Here, period represents a week, and each bar shows the percentage of time vehicle was driven in Safe, Potential Risky, and Risky categories. For Period3, the percentage of vehicle driven in Risky zone is 27.2% and in Period4, the vehicle was driven more in Potential Risky and less in Safe zone.

Figure 3 represents the cumulative percentage of time a vehicle was driven in each category of Safe, Potential Risky, and Risky.

Fig. 3
figure 3

Cumulative percentage of time a vehicle was driven in Potential Risky, Risky and Safe Zone

Over the periods of time, the vehicle was driven more in Potential Risky zone (35.3%) and less in Risky zone (29.9%) categories.

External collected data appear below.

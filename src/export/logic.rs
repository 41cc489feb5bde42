use crate::core::ledger::LedgerService;
use crate::errors::{AppError, AppResult};
use crate::export::fs_utils::ensure_writable;
use crate::export::json_csv::{export_csv, export_json};
use crate::export::{ExportFormat, OverviewExport};
use std::path::Path;

pub struct ExportLogic;

impl ExportLogic {
    /// Export the twelve-month overview of `year` to `file`.
    ///
    /// `file` must be an absolute path; an existing file is only replaced
    /// with `force` or after confirmation.
    pub fn export_overview(
        ledger: &mut LedgerService,
        year: i32,
        format: ExportFormat,
        file: &str,
        force: bool,
    ) -> AppResult<()> {
        let path = Path::new(file);
        if !path.is_absolute() {
            return Err(AppError::Export(format!(
                "output path must be absolute: {file}"
            )));
        }

        ensure_writable(path, force)?;

        let rows: Vec<OverviewExport> = ledger
            .overview(year)?
            .iter()
            .map(OverviewExport::from)
            .collect();

        match format {
            ExportFormat::Csv => export_csv(&rows, path),
            ExportFormat::Json => export_json(&rows, path),
        }
    }
}

#[cfg(test)]
mod tests {
    use super::*;
    use crate::db::pool::DbPool;
    use crate::models::period::Period;

    fn tmp(name: &str) -> String {
        let mut p = std::env::temp_dir();
        p.push(format!("{name}_hourledger_export"));
        let s = p.to_string_lossy().to_string();
        std::fs::remove_file(&s).ok();
        s
    }

    #[test]
    fn csv_has_header_and_twelve_rows() {
        let mut ledger = LedgerService::new(DbPool::in_memory().unwrap());
        ledger
            .set_allocation(Period::new(2025, 1).unwrap(), 40.0)
            .unwrap();

        let out = tmp("unit_csv");
        ExportLogic::export_overview(&mut ledger, 2025, ExportFormat::Csv, &out, true).unwrap();

        let content = std::fs::read_to_string(&out).unwrap();
        let lines: Vec<&str> = content.lines().collect();
        assert_eq!(lines.len(), 13);
        assert!(lines[0].starts_with("period,year,month,available_hours"));
        assert!(lines[1].starts_with("2025-01,2025,1,40"));
    }

    #[test]
    fn relative_path_is_rejected() {
        let mut ledger = LedgerService::new(DbPool::in_memory().unwrap());
        let err = ExportLogic::export_overview(
            &mut ledger,
            2025,
            ExportFormat::Json,
            "relative.json",
            true,
        )
        .unwrap_err();
        assert!(matches!(err, AppError::Export(_)));
    }
}
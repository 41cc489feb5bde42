use crate::cli::parser::Cli;
use crate::config::Config;
use crate::db::log;
use crate::db::pool::DbPool;
use crate::errors::AppResult;
use crate::ui::messages::{success, warning};

/// Handle the `init` command
///
/// This initializes:
///  - the config directory (if missing)
///  - the configuration file (skipped in test mode)
///  - the SQLite database and all pending migrations
pub fn handle(cli: &Cli) -> AppResult<()> {
    let cfg = Config::init_all(cli.db.as_deref(), cli.test)?;
    let db_path = cfg.database.clone();

    println!("⚙️  Initializing hourledger…");
    println!("📄 Config file : {}", Config::config_file().display());
    println!("🗄️  Database   : {}", &db_path);

    // opening runs the migrations
    let (pool, applied) = DbPool::open_migrated(&db_path, cfg.lock_timeout())?;
    for m in &applied {
        success(format!("Migration applied: {m}"));
    }

    println!("✅ Database initialized at {}", &db_path);

    // internal log is best effort
    if let Err(e) = log::ttlog(
        &pool.conn,
        "init",
        "Database initialized",
        &format!("Database initialized at {}", &db_path),
    ) {
        warning(format!("Failed to write internal log: {}", e));
    }

    println!("🎉 hourledger initialization completed!");
    Ok(())
}
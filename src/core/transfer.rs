//! Moving budget between two periods.
//!
//! The whole read-check-write runs inside one `BEGIN IMMEDIATE`
//! transaction: SQLite grants the write lock before the source balance is
//! read, so no other transfer or `set` can interleave. Any error, or
//! dropping the transaction mid-way, rolls both balances back.

use crate::db::allocations::AllocationStore;
use crate::db::log::ttlog;
use crate::db::pool::DbPool;
use crate::errors::{AppError, AppResult};
use crate::models::allocation::{Allocation, TransferOutcome};
use crate::models::period::Period;
use rusqlite::Connection;

pub struct TransferEngine;

impl TransferEngine {
    /// Move `hours` of budget from `from` to `to`, all or nothing.
    ///
    /// Fails with `InvalidAmount` for non-positive or non-finite hours,
    /// `InvalidTransfer` when `from == to`, `InsufficientBalance` when the
    /// source cannot cover the amount, and `StorageUnavailable` when the
    /// write lock cannot be obtained within the busy timeout.
    pub fn transfer(
        pool: &mut DbPool,
        from: Period,
        to: Period,
        hours: f64,
    ) -> AppResult<TransferOutcome> {
        validate_request(from, to, hours)?;
        pool.write_tx(|tx| Self::transfer_locked(tx, from, to, hours))
    }

    /// Transfer body. `conn` must be inside a write transaction.
    pub(crate) fn transfer_locked(
        conn: &Connection,
        from: Period,
        to: Period,
        hours: f64,
    ) -> AppResult<TransferOutcome> {
        let store = AllocationStore::new(conn);

        let from_hours = store.get(from)?;
        if from_hours < hours {
            return Err(AppError::InsufficientBalance {
                period: from.to_string(),
                available: from_hours,
                requested: hours,
            });
        }

        let new_from = from_hours - hours;
        store.set(from, new_from)?;

        let new_to = store.get(to)? + hours;
        store.set(to, new_to)?;

        ttlog(
            conn,
            "transfer",
            &format!("{from} -> {to}"),
            &format!("Moved {hours} h: {from} now {new_from} h, {to} now {new_to} h"),
        )?;

        Ok(TransferOutcome {
            from: Allocation {
                period: from,
                available_hours: new_from,
            },
            to: Allocation {
                period: to,
                available_hours: new_to,
            },
        })
    }
}

/// Checks that need no database access; they run before any lock is taken.
pub fn validate_request(from: Period, to: Period, hours: f64) -> AppResult<()> {
    if !hours.is_finite() || hours <= 0.0 {
        return Err(AppError::InvalidAmount(format!(
            "{hours} (transfer amount must be a finite number > 0)"
        )));
    }
    if from == to {
        return Err(AppError::InvalidTransfer(format!(
            "source and destination are both {from}"
        )));
    }
    Ok(())
}

#[cfg(test)]
mod tests {
    use super::*;

    fn p(y: i32, m: u32) -> Period {
        Period::new(y, m).unwrap()
    }

    fn balance(pool: &DbPool, period: Period) -> f64 {
        AllocationStore::new(&pool.conn).get(period).unwrap()
    }

    fn seeded(jan: f64, feb: f64) -> DbPool {
        let pool = DbPool::in_memory().unwrap();
        let store = AllocationStore::new(&pool.conn);
        store.set(p(2025, 1), jan).unwrap();
        store.set(p(2025, 2), feb).unwrap();
        pool
    }

    #[test]
    fn moves_hours_and_conserves_total() {
        let mut pool = seeded(40.0, 0.0);

        let out = TransferEngine::transfer(&mut pool, p(2025, 1), p(2025, 2), 10.0).unwrap();

        assert_eq!(out.from.available_hours, 30.0);
        assert_eq!(out.to.available_hours, 10.0);
        assert_eq!(balance(&pool, p(2025, 1)), 30.0);
        assert_eq!(balance(&pool, p(2025, 2)), 10.0);
    }

    #[test]
    fn insufficient_balance_changes_nothing() {
        let mut pool = seeded(30.0, 10.0);

        let err = TransferEngine::transfer(&mut pool, p(2025, 1), p(2025, 2), 35.0).unwrap_err();
        assert!(matches!(err, AppError::InsufficientBalance { .. }));

        assert_eq!(balance(&pool, p(2025, 1)), 30.0);
        assert_eq!(balance(&pool, p(2025, 2)), 10.0);
    }

    #[test]
    fn full_balance_can_be_moved() {
        let mut pool = seeded(7.5, 0.0);
        TransferEngine::transfer(&mut pool, p(2025, 1), p(2025, 2), 7.5).unwrap();
        assert_eq!(balance(&pool, p(2025, 1)), 0.0);
        assert_eq!(balance(&pool, p(2025, 2)), 7.5);
    }

    #[test]
    fn unset_source_is_zero_and_rejected() {
        let mut pool = DbPool::in_memory().unwrap();

        let err = TransferEngine::transfer(&mut pool, p(2025, 3), p(2025, 4), 5.0).unwrap_err();
        assert!(matches!(err, AppError::InsufficientBalance { .. }));

        // no rows were created by the failed attempt
        assert!(AllocationStore::new(&pool.conn).list_all().unwrap().is_empty());
    }

    #[test]
    fn destination_is_created_when_missing() {
        let mut pool = DbPool::in_memory().unwrap();
        AllocationStore::new(&pool.conn).set(p(2025, 1), 20.0).unwrap();

        TransferEngine::transfer(&mut pool, p(2025, 1), p(2026, 7), 4.0).unwrap();
        assert_eq!(balance(&pool, p(2026, 7)), 4.0);
    }

    #[test]
    fn non_positive_or_non_finite_amounts_are_invalid() {
        let mut pool = seeded(40.0, 0.0);

        for bad in [0.0, -1.0, f64::NAN, f64::INFINITY] {
            let err = TransferEngine::transfer(&mut pool, p(2025, 1), p(2025, 2), bad).unwrap_err();
            assert!(matches!(err, AppError::InvalidAmount(_)), "{bad}");
        }

        assert_eq!(balance(&pool, p(2025, 1)), 40.0);
        assert_eq!(balance(&pool, p(2025, 2)), 0.0);
    }

    #[test]
    fn same_period_is_rejected() {
        let mut pool = seeded(40.0, 0.0);
        let err = TransferEngine::transfer(&mut pool, p(2025, 1), p(2025, 1), 5.0).unwrap_err();
        assert!(matches!(err, AppError::InvalidTransfer(_)));
        assert_eq!(balance(&pool, p(2025, 1)), 40.0);
    }

    #[test]
    fn amount_is_checked_before_same_period() {
        let err = validate_request(p(2025, 1), p(2025, 1), 0.0).unwrap_err();
        assert!(matches!(err, AppError::InvalidAmount(_)));
    }

    #[test]
    fn failed_destination_write_rolls_back_debit() {
        let mut pool = seeded(f64::MAX, f64::MAX);

        // MAX + MAX overflows to infinity, which the store refuses to persist
        let err =
            TransferEngine::transfer(&mut pool, p(2025, 1), p(2025, 2), f64::MAX).unwrap_err();
        assert!(matches!(err, AppError::InvalidAmount(_)));

        assert_eq!(balance(&pool, p(2025, 1)), f64::MAX);
        assert_eq!(balance(&pool, p(2025, 2)), f64::MAX);
    }

    #[test]
    fn successful_transfer_is_audited() {
        let mut pool = seeded(40.0, 0.0);
        TransferEngine::transfer(&mut pool, p(2025, 1), p(2025, 2), 10.0).unwrap();
        let _ = TransferEngine::transfer(&mut pool, p(2025, 1), p(2025, 2), 100.0);

        let rows = crate::db::log::load_log_for(&pool.conn, "transfer").unwrap();
        assert_eq!(rows.len(), 1);
        assert_eq!(rows[0].target, "2025-01 -> 2025-02");
    }
}
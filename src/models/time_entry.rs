use crate::errors::{AppError, AppResult};
use chrono::{Local, NaiveDate};
use serde::Serialize;

#[derive(Debug, Clone, Serialize)]
pub struct TimeEntry {
    pub id: i64,
    pub user_id: i64,       // ⇔ hours_worked.user_id
    pub date: NaiveDate,    // ⇔ hours_worked.date (TEXT "YYYY-MM-DD")
    pub hours: u32,         // 0..=24
    pub minutes: u32,       // 0..=59
    pub work_order_id: i64, // ⇔ hours_worked.work_order_id
    pub created_at: String, // ISO8601
}

impl TimeEntry {
    /// New, not yet persisted entry (`id = 0`).
    pub fn new(
        user_id: i64,
        date: NaiveDate,
        hours: u32,
        minutes: u32,
        work_order_id: i64,
    ) -> AppResult<Self> {
        validate_duration(hours, minutes)?;
        validate_work_order(work_order_id)?;

        Ok(Self {
            id: 0,
            user_id,
            date,
            hours,
            minutes,
            work_order_id,
            created_at: Local::now().to_rfc3339(),
        })
    }

    /// Duration as fractional hours.
    pub fn duration_hours(&self) -> f64 {
        self.hours as f64 + self.minutes as f64 / 60.0
    }

    pub fn date_str(&self) -> String {
        self.date.format("%Y-%m-%d").to_string()
    }
}

/// Partial update of a stored entry. `None` keeps the current value.
#[derive(Debug, Clone, Default)]
pub struct EntryPatch {
    pub date: Option<NaiveDate>,
    pub hours: Option<u32>,
    pub minutes: Option<u32>,
    pub work_order_id: Option<i64>,
}

impl EntryPatch {
    pub fn apply_to(&self, entry: &mut TimeEntry) -> AppResult<()> {
        let hours = self.hours.unwrap_or(entry.hours);
        let minutes = self.minutes.unwrap_or(entry.minutes);
        let work_order_id = self.work_order_id.unwrap_or(entry.work_order_id);

        validate_duration(hours, minutes)?;
        validate_work_order(work_order_id)?;

        if let Some(d) = self.date {
            entry.date = d;
        }
        entry.hours = hours;
        entry.minutes = minutes;
        entry.work_order_id = work_order_id;
        Ok(())
    }
}

/// Time logged against one work order, minutes normalised below 60.
#[derive(Debug, Clone, Copy, PartialEq, Eq, Serialize)]
pub struct WorkOrderTotal {
    pub work_order_id: i64,
    #[serde(rename = "totalHours")]
    pub hours: u64,
    #[serde(rename = "totalMinutes")]
    pub minutes: u64,
}

impl WorkOrderTotal {
    pub fn from_parts<I>(work_order_id: i64, parts: I) -> Self
    where
        I: IntoIterator<Item = (u32, u32)>,
    {
        let (h, m) = parts
            .into_iter()
            .fold((0u64, 0u64), |(h, m), (eh, em)| (h + eh as u64, m + em as u64));

        Self {
            work_order_id,
            hours: h + m / 60,
            minutes: m % 60,
        }
    }
}

pub fn validate_duration(hours: u32, minutes: u32) -> AppResult<()> {
    if hours > 24 || minutes > 59 {
        return Err(AppError::InvalidTime(format!(
            "{hours}h {minutes}m (hours must be 0-24, minutes 0-59)"
        )));
    }
    Ok(())
}

fn validate_work_order(id: i64) -> AppResult<()> {
    if id < 1 {
        return Err(AppError::InvalidTime(format!("invalid work order id {id}")));
    }
    Ok(())
}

2.8 Performance Monitoring

Once the model has been deployed, we need to monitor the performance of the model continuously to make sure that model is performing as per expectations and there is no degradation in model prediction power. For this, collecting predicted results of the model at regular intervals and examining whether the rules extracted earlier are still valid or not for each category. If there is any variation in the predicted results, we need to refit or rebuild the model by considering latest data.

3 Conclusion

In this study, we presented an approach to classify drivers driving pattern as Risky, Potential Risky, and Safe using advanced analytical techniques. Along with Support Vector Machine, we tried another classification technique Random Forest. And when compared, SVM gave better results.

By quantifying the percentage of time vehicle driven in Risky, Potential Risky, and Safe zone, insurance companies can fix the premium based on the risk assessed with each category. At the time of accident claim approval, this analysis will assist the insurance companies by providing a clear picture on the driver’s driving condition.

This analysis will aid insurance companies in providing certain services which are specific to their customers. It will ultimately lead to customer loyalty and healthy revenues.